MATERIALS AND METHODS
Material
The purchased materials are as follows: anhydrous tin(IV) chloride (SnCl4, 99.95%), (Er(NO3)3, 99.8%), anhydrous ethanol, anhydrous dimethylsulfoxide (DMSO, 99.9%), anhydrous dimethylformamide (DMF, 99.8%), Chloro benzen, and Ethanol from Wako, Japan; Lead nitrate, Potassium iodide, ITO (10 Ω/sq) was bought from Sepahan Gostar. phthalic anhydride, urea, copper chloride dihydrate, ammonium molybdate, boric acid was purchased from Merck company. No further purification is performed on the solvents before utilizing them.
Constructing ETL
ITO substrates were washed by sonication with detergents, DI water, acetone and isopropanol consecutively for 15 min. First, to make SnO2 ETLs, pure-ethanol and SnCl4 were selected as precursors. The ITO/SnO2 structure was prepared by dissolving SeCl4 in ethanol solvent with a concentration of 0.07M. Next, the Er doped SnO2 structures were synthesized by adding appropriate amount of Er(NO3)3 in the precursor solution. All layers were coated using the spin coating method in ambient conditions for 30 s at 3000 rpm. Finally, all the films were sintered at 70°C for 30 min. Thereafter, the SnO2 or Er:SnO2 films were subjected to a UV-Ozone (with 200 W power of UV-C band) treatment with a duration of up to 15 min. It has been reported that the treatment of electron transfer layers with UV-Ozone can increase the wetting of the substrate before coating [37, 38].
Constructing perovskite layer
The Golden Rain method was used to synthesize PbI2 [36]. To accomplish this, two separate solution containing 0.1 M lead nitrate solution in one beaker and 2 M potassium iodide solution in another beaker were prepared using the distilled water solvent, and then placed on the heater-stirrer at a temperature of 80°C for 2 h.
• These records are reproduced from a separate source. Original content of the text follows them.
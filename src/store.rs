use chrono::Local;
use log::{error, warn};
use serde::{Deserialize, Serialize};
use std::fs;
use std::path::PathBuf;
use thiserror::Error;

#[derive(Serialize, Deserialize, Debug, Clone, PartialEq)]
pub struct Task {
    pub id: u64,
    pub title: String,
    pub done: bool,
    pub created_at: String,
}

#[derive(Error, Debug, PartialEq)]
pub enum StoreError {
    #[error("Title cannot be empty.")]
    InvalidTitle,
}

/// What `load` found on disk. Missing and Invalid both leave the store empty.
#[derive(Debug, PartialEq)]
pub enum LoadStatus {
    Loaded(usize),
    Missing,
    Invalid,
}

pub struct TaskStore {
    pub path: PathBuf,
    tasks: Vec<Task>,
}

impl TaskStore {
    pub fn new(path: PathBuf) -> Self {
        Self { path, tasks: Vec::new() }
    }

    /// Rebuild the in-memory list from the task file. Never fails: a missing,
    /// unreadable or malformed file leaves the list empty and logs a warning.
    pub fn load(&mut self) -> LoadStatus {
        self.tasks.clear();
        let content = match fs::read_to_string(&self.path) {
            Ok(content) => content,
            Err(e) if e.kind() == std::io::ErrorKind::NotFound => {
                warn!("{} does not exist. Starting with empty task list.", self.path.display());
                return LoadStatus::Missing;
            }
            Err(e) => {
                warn!("Could not read {}: {}. Starting with empty task list.", self.path.display(), e);
                return LoadStatus::Invalid;
            }
        };
        let data: serde_json::Value = match serde_json::from_str(&content) {
            Ok(data) => data,
            Err(e) => {
                warn!("{} is corrupted: {}. Starting with empty task list.", self.path.display(), e);
                return LoadStatus::Invalid;
            }
        };
        if !data.is_array() {
            warn!("{} is not a valid task list. Starting with empty task list.", self.path.display());
            return LoadStatus::Invalid;
        }
        match serde_json::from_value(data) {
            Ok(tasks) => {
                self.tasks = tasks;
                LoadStatus::Loaded(self.tasks.len())
            }
            Err(e) => {
                warn!("{} is not a valid task list: {}. Starting with empty task list.", self.path.display(), e);
                LoadStatus::Invalid
            }
        }
    }

    pub fn all(&self) -> &[Task] {
        &self.tasks
    }

    pub fn find(&self, id: u64) -> Option<&Task> {
        self.tasks.iter().find(|t| t.id == id)
    }

    pub fn add(&mut self, title: &str) -> Result<Task, StoreError> {
        let title = title.trim();
        if title.is_empty() {
            return Err(StoreError::InvalidTitle);
        }
        let task = Task {
            id: self.next_id(),
            title: title.to_string(),
            done: false,
            created_at: Local::now().format("%Y-%m-%d %H:%M:%S").to_string(),
        };
        self.tasks.push(task.clone());
        self.save();
        Ok(task)
    }

    /// One-way transition: false if the task is missing or already done.
    pub fn mark_done(&mut self, id: u64) -> bool {
        match self.tasks.iter_mut().find(|t| t.id == id) {
            Some(task) if !task.done => {
                task.done = true;
                self.save();
                true
            }
            _ => false,
        }
    }

    pub fn delete(&mut self, id: u64) -> bool {
        let Some(pos) = self.tasks.iter().position(|t| t.id == id) else {
            return false;
        };
        self.tasks.remove(pos);
        self.renumber();
        self.save();
        true
    }

    pub fn edit(&mut self, id: u64, new_title: &str) -> bool {
        let new_title = new_title.trim();
        if new_title.is_empty() {
            return false;
        }
        match self.tasks.iter_mut().find(|t| t.id == id) {
            Some(task) => {
                task.title = new_title.to_string();
                self.save();
                true
            }
            None => false,
        }
    }

    // IDs stay contiguous only because every delete renumbers, so max + 1
    // equals count + 1 in practice. The max-based rule is still the contract.
    fn next_id(&self) -> u64 {
        self.tasks.iter().map(|t| t.id).max().map_or(1, |max| max + 1)
    }

    /// Reassign every task id to its 1-based position. Runs after each removal.
    fn renumber(&mut self) {
        for (index, task) in self.tasks.iter_mut().enumerate() {
            task.id = index as u64 + 1;
        }
    }

    /// Overwrite the whole task file. A failed write is logged and the
    /// in-memory state stands.
    fn save(&self) {
        let content = match serde_json::to_string_pretty(&self.tasks) {
            Ok(content) => content,
            Err(e) => {
                error!("Could not serialize tasks: {}", e);
                return;
            }
        };
        if let Err(e) = fs::write(&self.path, content) {
            error!("Could not save tasks to {}: {}", self.path.display(), e);
        }
    }
}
The two solutions are mixed after reaching the desired temperature, triggering the formation of PbI2 as Golden Rain. Subsequently, methyl ammonium iodide is synthesized as follows: A mixture of 30 ml methylamine and 30 ml HI is stirred using magnetic stirrer in the ice bath for 2 h. The result solution is rested for 24 h. Afterwards; it is heated to 70°C to enable the solvents to evaporate, resulting in the formation of a brown solid matter. Solving this solid in ethanol yields a solution that can recreate the final product. Adding the solution to diethyl ether and crystallizing MAI white crystallites is the next phase. The crystals are separated from the solution by a filter and then dried at room temperature after being washed with diethyl ether.
For precursor perovskite solution of MAPbI3, 0.22 g methylammonium iodide (CH3NH3I) and 0.64 g lead iodide (PbI2) were dissolved in 800 µL DMF and 200 µL DMSO mixture (volume ratio of 4 to 1) and then stirred at 70 °C for 2 h. Then, the samples were deposited by one-step spin coating at 4000 rpm for 34 s. At the last 20 s, 150 μl chlorobenzene solution as antisolvent was added to the substrates and subsequently the samples were subjected to annealing for 10 min at 100⁰C.
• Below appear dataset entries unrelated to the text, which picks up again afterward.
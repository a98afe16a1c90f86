use axum::{
    extract::{Path, State},
    http::StatusCode,
    routing::{get, post},
    Json, Router,
};
use serde::Deserialize;
use std::net::SocketAddr;
use std::sync::Arc;
use tokio::sync::Mutex;
use tower_http::services::ServeDir;

use crate::store::{StoreError, Task, TaskStore};

/// One mutation at a time: every handler goes through this lock, which keeps
/// the id-contiguity rule intact under concurrent requests.
pub type SharedStore = Arc<Mutex<TaskStore>>;

#[derive(Deserialize)]
struct TitleRequest {
    title: String,
}

pub async fn start_server(store: SharedStore, port: u16) -> anyhow::Result<()> {
    let app = Router::new()
        .route("/api/tasks", get(list_tasks).post(add_task))
        .route(
            "/api/tasks/{id}",
            get(get_task).put(update_task).delete(delete_task),
        )
        .route("/api/tasks/{id}/done", post(done_task))
        .fallback_service(ServeDir::new("ui"))
        .with_state(store);

    let addr = SocketAddr::from(([0, 0, 0, 0], port));
    println!("🌐 Ticklist is running at: http://localhost:{}", port);

    let listener = tokio::net::TcpListener::bind(addr).await?;
    axum::serve(listener, app).await?;
    Ok(())
}

async fn list_tasks(State(store): State<SharedStore>) -> Json<Vec<Task>> {
    let store = store.lock().await;
    Json(store.all().to_vec())
}

async fn get_task(
    State(store): State<SharedStore>,
    Path(id): Path<u64>,
) -> Result<Json<Task>, (StatusCode, &'static str)> {
    let store = store.lock().await;
    match store.find(id) {
        Some(task) => Ok(Json(task.clone())),
        None => Err((StatusCode::NOT_FOUND, "Task not found")),
    }
}

async fn add_task(
    State(store): State<SharedStore>,
    Json(req): Json<TitleRequest>,
) -> Json<serde_json::Value> {
    let mut store = store.lock().await;
    match store.add(&req.title) {
        Ok(task) => Json(serde_json::json!({"status": "success", "task": task})),
        Err(StoreError::InvalidTitle) => {
            Json(serde_json::json!({"status": "error", "message": "Title cannot be empty."}))
        }
    }
}

async fn done_task(
    State(store): State<SharedStore>,
    Path(id): Path<u64>,
) -> Json<serde_json::Value> {
    let mut store = store.lock().await;
    if store.mark_done(id) {
        Json(serde_json::json!({"status": "success"}))
    } else {
        Json(serde_json::json!({"status": "error", "message": "Task not found or already done."}))
    }
}

async fn delete_task(
    State(store): State<SharedStore>,
    Path(id): Path<u64>,
) -> Json<serde_json::Value> {
    let mut store = store.lock().await;
    if store.delete(id) {
        Json(serde_json::json!({"status": "success"}))
    } else {
        Json(serde_json::json!({"status": "error", "message": "Task not found."}))
    }
}

async fn update_task(
    State(store): State<SharedStore>,
    Path(id): Path<u64>,
    Json(req): Json<TitleRequest>,
) -> Json<serde_json::Value> {
    let mut store = store.lock().await;
    if store.edit(id, &req.title) {
        Json(serde_json::json!({"status": "success"}))
    } else {
        Json(serde_json::json!({"status": "error", "message": "Invalid title or task not found."}))
    }
}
Constructing hole transporting layer
The general procedure employed for syntheses of copper phthalocyanines was described as; phthalic anhydride (0.27 M), urea (1.35 M), and copper chloride dihydrate (0.05 M) with ammonium molybdate as a catalyst were charged together into a 3-neck reaction flask. The reaction flask was placed in a microwave synthetic unit and heated to temperature of 180°C for 45 min. Reaction product was washed with 1N HCl (acid-treated) and 1N NaOH (alkali-treated) solutions for one hour. After filtration, it was dried at 105°C over 2 h in a dry oven, whereupon final product was obtained. The produced CuPc as HTL was settled via spin-coating at a speed of 3000 rpm for one minute on ITO/ETLs/Perovskite substrate. The produced CuPc as hole transfer layer was settled via spin-coating at a speed of 3000 rpm for one minute on ITO/ETLs/Perovskite substrate. Lastly, a gold cathode with a thickness of 80 nm was edeposited onITO/ETLs/Perovskite/CuPc cell
In this study, a regular cell structure using Er doped SnO2 as ETL was fabricated, as shown in Fig. 1a. Cathode and anode electrodes were ITO and Au, respectively. Also, electron and hole transfer layers (ETL and HTL) were Er: SnO2 and CuPc. In order to enhance the performance of the HTL, Er was doped with SnO2. Fig.1b indicates energy level of PSC’s each layer employed in this study. The carrier extraction and transport can be also enhanced using proper interfacial energy level alignment.
RESULTS AND DISCUSSION
Characterization
Characterization of nanoparticle, thin-film, and device: the FE-SEM method employs TESKAN equipped with an EDS morphology system. Structural features of the crystal are investigated using x-ray diffraction (X’Pert Pro MPD, PANalytical). Furthermore, analyzing the transmission and absorption spectrum through UV spectroscopy determines the optical characteristics of sediment layers. A 3-electrode configuration is used to perform cyclic voltammetry of films with different percentages of impurity. Also, a quartz cell and 0.5 molar KCl solution are used to solve the electrolyte solution for Mott-Schottky analysis in a 3-electrode configuration.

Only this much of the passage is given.